Fungsi psikologinya yaitu : Meskipun apa kata orang tentang memiliki pekeraan untuk hidup. Itu mungkin jelas sekarang bahwa setiap orang bekerja keras untuk uangnya sendiri. Survei membuktikan kebanyakan orang akan melanjutkan pekerjaanya bahkan jika mereka memiliki cukup uang untuk hidup nyaman seumur hidupnya (Renwick&Lawler,1978). Kenyataanya adalah bekerja itu meenuhi kebutuhan psikologis dan social yang penting. Rasa pemenuhan pribadi, orang membutuhkan perasaan kalau mereka tumbuh, mempelajarai keahlian baru, dan mencapai sesuatu yang berharga ketika perasaan ini kurang, mereka mungkin pindah ke pekerjaan yang menjanjikan pencapaian yang lebih atau hasil yang jelas. Contohnya, seorang individu yang pekerjaanya terarah mungkin meninggalkan meja untuk bekerja menjual barang atau konstruksi. Bahkan orang yang sudah mendapatkan banyak uang tidak akan mau mengurangi waktu dan energy yang di habiskan oleh pekerjaan mereka.kemampuan karena kebutuhan akan penghargaan dan penguasaan (Morgan,1972)

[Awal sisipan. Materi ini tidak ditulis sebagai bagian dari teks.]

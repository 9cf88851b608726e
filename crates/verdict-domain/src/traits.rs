//! Trait definitions for external collaborators
//!
//! These traits define the boundaries between the pipeline and the services
//! it orchestrates. Infrastructure implementations live in other crates.

use crate::{OutputRecord, SourceDocument};

/// Trait for enumerating the documents in a source folder
///
/// Implemented by the storage layer (filesystem, cloud folder, ...).
pub trait DocumentSource {
    /// Error type for listing operations
    type Error;

    /// List every document in the given folder, in storage order
    fn list(&self, folder_id: &str) -> Result<Vec<SourceDocument>, Self::Error>;
}

/// Trait for converting a word-processing document into plain text
///
/// The conversion itself (binary Word parsing, cloud conversion services)
/// is infrastructure; the pipeline only sees the resulting text blob.
pub trait TextExtractor {
    /// Error type for conversion operations
    type Error;

    /// Extract the full plain-text content of a supported document
    fn extract(&self, document: &SourceDocument) -> Result<String, Self::Error>;
}

/// Trait for writing output records into a target folder
pub trait RecordSink {
    /// Error type for write operations
    type Error;

    /// Create a new record file in the given folder
    fn write(&mut self, folder_id: &str, record: &OutputRecord) -> Result<(), Self::Error>;
}

/// Trait for the remote text-generation service
///
/// Implemented by the infrastructure layer (verdict-llm). A successful call
/// yields the raw response body; interpreting that body is the caller's job.
pub trait GenerationProvider {
    /// Error type for generation operations
    type Error;

    /// Send one prompt and return the raw response body of a successful call
    fn generate(&self, prompt: &str) -> Result<String, Self::Error>;
}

II. Fase- Fase  Dalam Memilih Pekerjaan                                                               
1.      Tahap pertama adalah pada umur 15 - 22 tahun: Pada tahap ini, seseorang umumnya memilih           jurusan, yang menurutnya baik dan ia suka. Apakah seseorang memilih jurusan tertentu oleh           karena masalah imej jurusan tersebut- ini adalah salah satu faktor. Bisa juga ia memilih jurusan tertentu karena rekomendasi orang tua dan sisi ekonomi atau peluang kerja. Beragam alasan orang memilih jurusan tertentu di sekolah atau kampus.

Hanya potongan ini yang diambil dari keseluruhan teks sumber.